En 2025, las posibilidades de alterar un mensaje digital son infinitamente accesibles. Desde programas tan básicos como Paint, hasta plataformas como Yaazyy, que permiten simular conversaciones completas con realismo total, la edición de pantallazos es trivial. Pero el riesgo va más allá: con el auge de la inteligencia artificial, ya no solo es posible falsificar textos, sino también clonar voces, generando audios que imitan perfectamente al interlocutor. Los deepfakes de voz ya no son ciencia ficción, y veremos pronto su irrupción en sala como supuestas “confesiones”.

(Imagen: E&J)

Nos encontramos ante un escenario especialmente peligroso si el Tribunal Supremo continúa relajando las exigencias de autenticidad en relación con las pruebas digitales, y en particular, las conversaciones de WhatsApp. La razón es evidente: las pruebas informáticas son, por naturaleza, altamente manipulables, lo que exige un control técnico y jurídico más estricto, no menos riguroso.

No se trata de una prueba testimonial o indiciaria, sino de una prueba objetiva, concreta, almacenada digitalmente y susceptible de verificación forense. Su apariencia de autenticidad no puede suplir la exigencia de una acreditación técnica que asegure que no ha sido alterada ni falsificada. Al igual que no se admiten pruebas biológicas sin cadena de custodia, sin análisis de laboratorio y sin contraste técnico, no puede admitirse una conversación digital como prueba de cargo sin haber pasado por una prueba pericial informática que garantice su integridad, origen y autoría.

La pericial informática debe estar sujeta a las mismas exigencias que una prueba pericial biológica: trazabilidad, intervención de las partes, contradicción y acreditación técnica con base científica. Solo así se preserva el equilibrio entre los intereses del ius puniendi del Estado y los derechos fundamentales del acusado. Aceptar lo contrario sería abrir la puerta a condenas basadas en pruebas que podrían haber sido fabricadas con un par de clics.

La jurisdicción penal debe ser la más exigente de un sistema jurídico de un Estado de Derecho, ya que en lo que está en juego es la libertad de las personas, y por ello el estándar probatorio debe ser particularmente riguroso, cumpliendo el estándar mínimo de prueba. Flexibilizar esas garantías, en nombre de la eficiencia o de una supuesta practicidad judicial, es abrir la puerta a condenas fundadas en pruebas altamente manipulables, desnaturalizando el principio de presunción de inocencia.

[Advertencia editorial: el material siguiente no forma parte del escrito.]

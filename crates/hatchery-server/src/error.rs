//! Error types for the HTTP API.
//!
//! [`ApiError`] wraps controller failures and request problems and turns
//! them into a JSON `{ "error", "status" }` body via its
//! [`IntoResponse`](axum::response::IntoResponse) implementation.

use axum::http::StatusCode;
use axum::response::{IntoResponse, Response};
use hatchery_core::AppError;

/// Errors that can occur in the API layer.
#[derive(Debug, thiserror::Error)]
pub enum ApiError {
    /// A controller workflow failed.
    #[error(transparent)]
    App(#[from] AppError),

    /// The requested creature is not in the collection.
    #[error("not found: {0}")]
    NotFound(String),

    /// A creature id in the path is not a UUID.
    #[error("invalid UUID: {0}")]
    InvalidUuid(String),

    /// The request body carried an unusable value.
    #[error("invalid request: {0}")]
    InvalidRequest(String),

    /// A workflow task ended abnormally.
    #[error("internal error: {0}")]
    Internal(String),
}

impl ApiError {
    /// HTTP status for this error.
    pub const fn status(&self) -> StatusCode {
        match self {
            Self::App(err) => app_status(err),
            Self::NotFound(_) => StatusCode::NOT_FOUND,
            Self::InvalidUuid(_) | Self::InvalidRequest(_) => StatusCode::BAD_REQUEST,
            Self::Internal(_) => StatusCode::INTERNAL_SERVER_ERROR,
        }
    }
}

const fn app_status(err: &AppError) -> StatusCode {
    match err {
        AppError::InsufficientFunds { .. } => StatusCode::PAYMENT_REQUIRED,
        AppError::NotFound(_) => StatusCode::NOT_FOUND,
        AppError::AlreadyResold(_)
        | AppError::AlreadyEvolving(_)
        | AppError::NoPendingConfirmation
        | AppError::ConfirmationOpen => StatusCode::CONFLICT,
        AppError::Generation(_) => StatusCode::BAD_GATEWAY,
        AppError::Store(_) | AppError::Economy(_) => StatusCode::INTERNAL_SERVER_ERROR,
    }
}

impl IntoResponse for ApiError {
    fn into_response(self) -> Response {
        let status = self.status();
        let body = serde_json::json!({
            "error": self.to_string(),
            "status": status.as_u16(),
        });

        (status, axum::Json(body)).into_response()
    }
}
//! REST endpoint handlers.
//!
//! Every handler works on the shared [`Controller`]. Workflows that reach
//! the store or the generation client run on their own task so a client
//! that disconnects mid-request cannot cancel them half way.
//!
//! # Endpoints
//!
//! | Method | Path | Description |
//! |--------|------|-------------|
//! | `GET` | `/api/state` | Full view state |
//! | `GET` | `/api/creatures/{id}` | Single creature |
//! | `POST` | `/api/generate` | Spend tokens on a new creature |
//! | `POST` | `/api/creatures/{id}/evolve` | Evolve a creature |
//! | `POST` | `/api/creatures/{id}/resell` | Open the resell confirmation |
//! | `POST` | `/api/confirmation/confirm` | Run the pending confirmation |
//! | `POST` | `/api/confirmation/cancel` | Dismiss the pending confirmation |
//! | `PUT` | `/api/sort` | Change the display ordering |
//! | `DELETE` | `/api/notice` | Dismiss the current notice |

use core::future::Future;
use core::str::FromStr;
use std::sync::Arc;

use axum::Json;
use axum::extract::{Path, State};
use axum::http::StatusCode;
use hatchery_core::{AppError, Controller};
use hatchery_genai::CreatureGenerator;
use hatchery_store::CreatureStore;
use hatchery_types::{ConfirmationView, Creature, CreatureId, SortMode, ViewState};

use crate::error::ApiError;

/// Shared handler state.
pub type SharedController<S, G> = Arc<Controller<S, G>>;

/// Body of `PUT /api/sort`.
#[derive(Debug, serde::Deserialize)]
pub struct SortRequest {
    /// One of the kebab-case sort mode labels, e.g. `rarity-desc`.
    pub mode: String,
}

// ---------------------------------------------------------------------------
// Reads
// ---------------------------------------------------------------------------

/// Everything the page needs to render.
pub async fn get_state<S: CreatureStore, G: CreatureGenerator>(
    State(controller): State<SharedController<S, G>>,
) -> Json<ViewState> {
    Json(controller.view().await)
}

/// A single creature by id.
pub async fn get_creature<S: CreatureStore, G: CreatureGenerator>(
    State(controller): State<SharedController<S, G>>,
    Path(id): Path<String>,
) -> Result<Json<Creature>, ApiError> {
    let id = parse_id(&id)?;
    controller
        .creature(id)
        .await
        .map(Json)
        .ok_or_else(|| ApiError::NotFound(format!("creature {id} not found")))
}

// ---------------------------------------------------------------------------
// Workflows
// ---------------------------------------------------------------------------

/// Spend tokens on a new creature.
pub async fn generate<S: CreatureStore, G: CreatureGenerator>(
    State(controller): State<SharedController<S, G>>,
) -> Result<(StatusCode, Json<Creature>), ApiError> {
    let creature = run_detached(&controller, |c| async move { c.generate().await }).await?;
    Ok((StatusCode::CREATED, Json(creature)))
}

/// Evolve a creature.
pub async fn evolve<S: CreatureStore, G: CreatureGenerator>(
    State(controller): State<SharedController<S, G>>,
    Path(id): Path<String>,
) -> Result<Json<Creature>, ApiError> {
    let id = parse_id(&id)?;
    let creature = run_detached(&controller, move |c| async move { c.evolve(id).await }).await?;
    Ok(Json(creature))
}

/// Open the resell confirmation for a creature.
pub async fn request_resell<S: CreatureStore, G: CreatureGenerator>(
    State(controller): State<SharedController<S, G>>,
    Path(id): Path<String>,
) -> Result<Json<ConfirmationView>, ApiError> {
    let id = parse_id(&id)?;
    Ok(Json(controller.request_resell(id).await?))
}

/// Run the pending confirmation and return the resulting state.
pub async fn confirm<S: CreatureStore, G: CreatureGenerator>(
    State(controller): State<SharedController<S, G>>,
) -> Result<Json<ViewState>, ApiError> {
    run_detached(&controller, |c| async move { c.confirm().await }).await?;
    Ok(Json(controller.view().await))
}

/// Dismiss the pending confirmation.
pub async fn cancel<S: CreatureStore, G: CreatureGenerator>(
    State(controller): State<SharedController<S, G>>,
) -> Result<Json<ViewState>, ApiError> {
    controller.cancel().await?;
    Ok(Json(controller.view().await))
}

/// Change the display ordering.
pub async fn set_sort<S: CreatureStore, G: CreatureGenerator>(
    State(controller): State<SharedController<S, G>>,
    Json(request): Json<SortRequest>,
) -> Result<Json<ViewState>, ApiError> {
    let mode = SortMode::from_str(&request.mode)
        .map_err(|e| ApiError::InvalidRequest(e.to_string()))?;
    controller.set_sort_mode(mode).await;
    Ok(Json(controller.view().await))
}

/// Dismiss the current notice.
pub async fn dismiss_notice<S: CreatureStore, G: CreatureGenerator>(
    State(controller): State<SharedController<S, G>>,
) -> StatusCode {
    controller.dismiss_notice().await;
    StatusCode::NO_CONTENT
}

// ---------------------------------------------------------------------------
// Helpers
// ---------------------------------------------------------------------------

fn parse_id(raw: &str) -> Result<CreatureId, ApiError> {
    CreatureId::from_str(raw).map_err(|e| ApiError::InvalidUuid(format!("{raw}: {e}")))
}

/// Run a workflow on its own task and wait for it.
async fn run_detached<S, G, T, F, Fut>(
    controller: &SharedController<S, G>,
    workflow: F,
) -> Result<T, ApiError>
where
    S: CreatureStore,
    G: CreatureGenerator,
    F: FnOnce(SharedController<S, G>) -> Fut,
    Fut: Future<Output = Result<T, AppError>> + Send + 'static,
    T: Send + 'static,
{
    let task = tokio::spawn(workflow(Arc::clone(controller)));
    task.await
        .map_err(|e| ApiError::Internal(format!("workflow task failed: {e}")))?
        .map_err(ApiError::from)
}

No estamos ante una amenaza hipotética, sino frente a un riesgo real y creciente. Es responsabilidad de los abogados actuar con la máxima firmeza técnica e impugnar con solvencia cualquier elemento probatorio digital que carezca de la debida verificación. No debemos olvidar que la carga de la prueba recae sobre la acusación, y que la presunción de inocencia exige una prueba sea suficiente y concluyente, no bastando unas meras capturas a mi juicio.

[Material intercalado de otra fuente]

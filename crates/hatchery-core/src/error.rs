//! Error type shared by every controller workflow.

use hatchery_economy::EconomyError;
use hatchery_genai::GenerationError;
use hatchery_store::StoreError;
use hatchery_types::CreatureId;

/// Errors returned by [`Controller`](crate::Controller) workflows.
///
/// Each workflow also turns its error into a notice before returning it,
/// so callers may ignore the value without hiding the failure from the
/// user.
#[derive(Debug, thiserror::Error)]
pub enum AppError {
    /// The balance does not cover a generation.
    #[error("not enough tokens: balance {balance}, a new creature costs {cost}")]
    InsufficientFunds {
        /// Balance at the time of the request.
        balance: u64,
        /// Cost of the refused action.
        cost: u64,
    },

    /// No creature with this id is in the collection.
    #[error("creature {0} not found")]
    NotFound(CreatureId),

    /// The creature was already resold.
    #[error("creature {0} has already been resold")]
    AlreadyResold(CreatureId),

    /// An evolution for this creature is already in flight.
    #[error("creature {0} is already evolving")]
    AlreadyEvolving(CreatureId),

    /// Confirm or cancel was requested with no pending confirmation.
    #[error("no confirmation is pending")]
    NoPendingConfirmation,

    /// A confirmation was requested while another one is open.
    #[error("another confirmation is already open")]
    ConfirmationOpen,

    /// The local store failed.
    #[error("storage error: {0}")]
    Store(#[from] StoreError),

    /// The generation client failed.
    #[error("generation error: {0}")]
    Generation(#[from] GenerationError),

    /// Balance arithmetic failed.
    #[error("token arithmetic error: {0}")]
    Economy(#[from] EconomyError),
}
//! Application state controller for the Hatchery collection game.
//!
//! The [`Controller`] mirrors the persisted collection and token balance in
//! memory and drives the user workflows:
//!
//! | Workflow | Entry point | Tokens |
//! |----------|-------------|--------|
//! | Generate | [`Controller::generate`] | debit, refunded on failure |
//! | Evolve | [`Controller::evolve`] | free |
//! | Resell | [`Controller::request_resell`] then [`Controller::confirm`] | credit |
//! | Reorder | [`Controller::set_sort_mode`] | none |
//!
//! Every workflow reports its outcome as a single notice and also returns
//! a `Result`. The page reads everything through [`Controller::view`].
//!
//! # Modules
//!
//! - [`controller`] -- State and workflows
//! - [`confirm`] -- Single-slot confirmation gate
//! - [`notice`] -- Self-dismissing notifications
//! - [`sort`] -- Display ordering
//! - [`error`] -- [`AppError`]

pub mod confirm;
pub mod controller;
pub mod error;
pub mod notice;
pub mod sort;

// Re-export primary types for convenience.
pub use confirm::{ConfirmAction, Confirmation, Gate};
pub use controller::{ConfirmOutcome, Controller, Resale};
pub use error::AppError;
pub use notice::{NOTICE_TTL, Notifier};
pub use sort::sorted_view;
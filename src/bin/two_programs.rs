extern crate trigon;

use trigon::scene::Variant;

fn main() {
    trigon::application::launch(Variant::TwoPrograms);
}
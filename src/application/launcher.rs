use std::env;
use std::process;

use crate::errors::*;
use crate::scene::{Scene, Variant};
use crate::video::FrameRenderer;
use crate::window::Window;

use super::settings::Settings;

/// Entry point of the binaries: loads settings from the json file named by the
/// first argument (if any), runs `variant`, and exits with a non-zero status if
/// anything failed.
pub fn launch(variant: Variant) {
    let _ = env_logger::try_init();

    let settings = match env::args().nth(1) {
        Some(path) => Settings::load(path),
        None => Ok(Settings::default()),
    };

    let result = settings.and_then(|settings| run(&variant.scene(), &settings));
    let code = report(&result);
    if code != 0 {
        process::exit(code);
    }
}

/// Prints the error of a finished run, if any, and returns the exit status of
/// the process.
pub fn report(result: &Result<u64>) -> i32 {
    match *result {
        Ok(_) => 0,
        Err(ref err) => {
            error!("{}", err);
            println!("{}", err);
            1
        }
    }
}

/// Opens a window and renders `scene` into it until the window is closed.
pub fn run(scene: &Scene, settings: &Settings) -> Result<u64> {
    let window = Window::new(settings.window.clone())?;
    let renderer = FrameRenderer::new(&window, settings.exit_key)?;
    execute(window, renderer, scene)
}

/// Initializes `renderer` with `scene`, and loops until `window` is asked to
/// close. The renderer is always shut down before the window is dropped.
/// Returns the number of rendered frames.
pub fn execute(mut window: Window, mut renderer: FrameRenderer, scene: &Scene) -> Result<u64> {
    let result = main_loop(&mut window, &mut renderer, scene);
    let released = renderer.shutdown();
    drop(renderer);
    drop(window);

    let frames = result?;
    released?;

    info!("Rendered {} frames of scene {}.", frames, scene.name);
    Ok(frames)
}

fn main_loop(window: &mut Window, renderer: &mut FrameRenderer, scene: &Scene) -> Result<u64> {
    let dimensions = window.dimensions();
    renderer.initialize(scene, dimensions)?;

    let mut frames = 0;
    while !window.should_close() {
        renderer.render_frame(window)?;
        frames += 1;
    }

    Ok(frames)
}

Del mismo modo que en el delito de lesiones, se exige que el denunciante reciba asistencia médica en un hospital, no siendo suficiente la fotografía de la lesión y haber sido curado por un familiar con conocimientos de medicina, también debe exigirse la autenticidad, autoría e integridad de cualquier prueba utilizada en un proceso penal. Si relajamos este umbral de exigencia estaremos abriendo la puerta a causas basadas en pruebas generadas por inteligencia artificial o deepfake. Lo estamos viendo ya con los deepfakes de contenido sexual, cuya urgente tipificación penal es objeto de debate; pero este mismo mecanismo puede emplearse para fabricar audios, imágenes o mensajes falsos con fines incriminatorios.

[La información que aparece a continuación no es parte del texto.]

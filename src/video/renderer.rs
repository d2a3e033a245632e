use crate::errors::*;
use crate::input::prelude::Key;
use crate::math::prelude::{Color, Vector2};
use crate::scene::{Scene, ShaderSource};
use crate::window::prelude::{Event, EventListener, Window, WindowEvent};

use super::assets::prelude::*;
use super::backends::{self, Visitor};

#[derive(Debug, Clone, Copy, PartialEq, Eq)]
pub enum RendererState {
    NotInitialized,
    Running,
    Closing,
    Terminated,
}

#[derive(Debug, Clone, Copy)]
struct DrawBatch {
    program: ProgramHandle,
    vertex_array: VertexArrayHandle,
    len: u32,
}

pub struct FrameRenderer {
    visitor: Box<dyn Visitor>,
    state: RendererState,
    exit_key: Key,
    clear_color: Color<f32>,
    programs: Vec<ProgramHandle>,
    buffers: Vec<BufferHandle>,
    vertex_arrays: Vec<VertexArrayHandle>,
    batches: Vec<DrawBatch>,
}

impl FrameRenderer {
    /// Creates a renderer on top of the OpenGL context of `window`.
    pub fn new(window: &Window, exit_key: Key) -> Result<Self> {
        if !window.is_current() {
            window.make_current()?;
        }

        Ok(FrameRenderer::from_visitor(backends::new()?, exit_key))
    }

    pub fn from_visitor(visitor: Box<dyn Visitor>, exit_key: Key) -> Self {
        FrameRenderer {
            visitor,
            state: RendererState::NotInitialized,
            exit_key,
            clear_color: Color::black(),
            programs: Vec::new(),
            buffers: Vec::new(),
            vertex_arrays: Vec::new(),
            batches: Vec::new(),
        }
    }

    #[inline]
    pub fn state(&self) -> RendererState {
        self.state
    }

    #[inline]
    pub fn exit_key(&self) -> Key {
        self.exit_key
    }

    /// Compiles and links the programs of `scene`, uploads its vertex data, and
    /// sets the viewport to cover `dimensions`.
    ///
    /// On failure everything created so far is released, and the renderer is
    /// terminated.
    pub fn initialize(&mut self, scene: &Scene, dimensions: Vector2<u32>) -> Result<()> {
        if self.state != RendererState::NotInitialized {
            return Err(Error::ResourceCreation(
                "frame renderer",
                format!("can not initialize a renderer in {:?} state.", self.state),
            ));
        }

        if let Err(err) = scene.validate() {
            self.state = RendererState::Terminated;
            return Err(err);
        }

        info!("Initializing scene {}.", scene.name);
        self.clear_color = scene.clear_color.clip();

        let result = unsafe { self.build(scene) }.and_then(|_| self.resize(dimensions));
        match result {
            Ok(()) => {
                self.state = RendererState::Running;
                Ok(())
            }
            Err(err) => {
                error!("Failed to initialize scene {}. {}", scene.name, err);
                if let Err(e) = self.release() {
                    warn!("Failed to release partially created objects. {}", e);
                }

                self.state = RendererState::Terminated;
                Err(err)
            }
        }
    }

    /// Runs one iteration of the render loop and returns the number of vertices
    /// submitted.
    ///
    /// The exit key sets the close-request of `window`. The frame is still
    /// completed, and the renderer moves to `Closing` once it sees the request.
    pub fn render_frame(&mut self, window: &mut Window) -> Result<u32> {
        match self.state {
            RendererState::Running | RendererState::Closing => {}
            _ => return Ok(0),
        }

        let keyboard = window.keyboard();
        if keyboard.is_key_down(self.exit_key) || keyboard.is_key_press(self.exit_key) {
            window.set_should_close(true);
        }

        let mut vertices = 0;
        unsafe {
            self.visitor.clear(self.clear_color)?;
            for batch in &self.batches {
                vertices += self
                    .visitor
                    .draw(batch.program, batch.vertex_array, 0, batch.len)?;
            }
        }

        window.swap_buffers()?;
        window.poll_events();
        window.dispatch(self)?;

        if window.should_close() {
            self.state = RendererState::Closing;
        }

        Ok(vertices)
    }

    /// Updates the viewport to exactly `(0, 0, width, height)`.
    pub fn resize(&mut self, dimensions: Vector2<u32>) -> Result<()> {
        if self.state == RendererState::Terminated {
            return Ok(());
        }

        unsafe {
            self.visitor
                .update_surface_viewport(SurfaceViewport::full(dimensions))
        }
    }

    /// Releases vertex arrays, buffers and programs, in that order. Calling it
    /// more than once is a no-op.
    pub fn shutdown(&mut self) -> Result<()> {
        if self.state == RendererState::Terminated {
            return Ok(());
        }

        let result = self.release();
        self.state = RendererState::Terminated;
        info!("Frame renderer terminated.");
        result
    }

    unsafe fn build(&mut self, scene: &Scene) -> Result<()> {
        for source in &scene.programs {
            let program = self.build_program(source)?;
            self.programs.push(program);
        }

        for data in &scene.vertex_data {
            let buffer = self.visitor.create_vertex_buffer(&data.positions)?;
            self.buffers.push(buffer);

            let vao = self
                .visitor
                .create_vertex_array(buffer, VertexLayout::position())?;
            self.vertex_arrays.push(vao);
        }

        for draw in &scene.draws {
            self.batches.push(DrawBatch {
                program: self.programs[draw.program],
                vertex_array: self.vertex_arrays[draw.vertices],
                len: scene.vertex_data[draw.vertices].len() as u32,
            });
        }

        Ok(())
    }

    /// Shader objects are deleted once linking is done, whatever its outcome.
    unsafe fn build_program(&mut self, source: &ShaderSource) -> Result<ProgramHandle> {
        let vs = self.visitor.create_shader(ShaderStage::Vertex, &source.vs)?;
        let fs = match self.visitor.create_shader(ShaderStage::Fragment, &source.fs) {
            Ok(fs) => fs,
            Err(err) => {
                if let Err(e) = self.visitor.delete_shader(vs) {
                    warn!("Failed to release vertex shader of {}. {}", source.name, e);
                }

                return Err(err);
            }
        };

        let program = self.visitor.create_program(&[vs, fs]);
        let released = self
            .visitor
            .delete_shader(vs)
            .and(self.visitor.delete_shader(fs));

        let program = match (program, released) {
            (Ok(program), Ok(())) => program,
            (Ok(program), Err(err)) => {
                if let Err(e) = self.visitor.delete_program(program) {
                    warn!("Failed to release program {}. {}", source.name, e);
                }

                return Err(err);
            }
            (Err(err), released) => {
                if let Err(e) = released {
                    warn!("Failed to release shaders of {}. {}", source.name, e);
                }

                return Err(err);
            }
        };

        debug!("Built program {}.", source.name);
        Ok(program)
    }

    /// Releases every object still owned, keeps going on errors and returns the
    /// first one.
    fn release(&mut self) -> Result<()> {
        let mut result = Ok(());
        self.batches.clear();

        unsafe {
            for v in self.vertex_arrays.drain(..) {
                let r = self.visitor.delete_vertex_array(v);
                result = result.and(r);
            }

            for v in self.buffers.drain(..) {
                let r = self.visitor.delete_vertex_buffer(v);
                result = result.and(r);
            }

            for v in self.programs.drain(..) {
                let r = self.visitor.delete_program(v);
                result = result.and(r);
            }
        }

        result
    }
}

impl EventListener for FrameRenderer {
    fn on(&mut self, v: &Event) -> Result<()> {
        match *v {
            Event::Window(WindowEvent::Resized(width, height)) => {
                self.resize(Vector2::new(width, height))
            }
            Event::Window(WindowEvent::Closed) => {
                if self.state == RendererState::Running {
                    self.state = RendererState::Closing;
                }

                Ok(())
            }
            _ => Ok(()),
        }
    }
}

impl Drop for FrameRenderer {
    fn drop(&mut self) {
        if self.state == RendererState::NotInitialized {
            return;
        }

        if let Err(err) = self.shutdown() {
            warn!("Failed to shutdown frame renderer. {}", err);
        }
    }
}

La respuesta correcta es retomar el camino marcado por la STS 300/2015, , que ya advertía de forma contundente sobre los riesgos inherentes a este tipo de pruebas. Diez años después, esa cautela no solo sigue siendo válida: es más necesaria que nunca. Flexibilizar el control sobre la prueba digital es poner en juego la esencia misma del derecho penal garantista.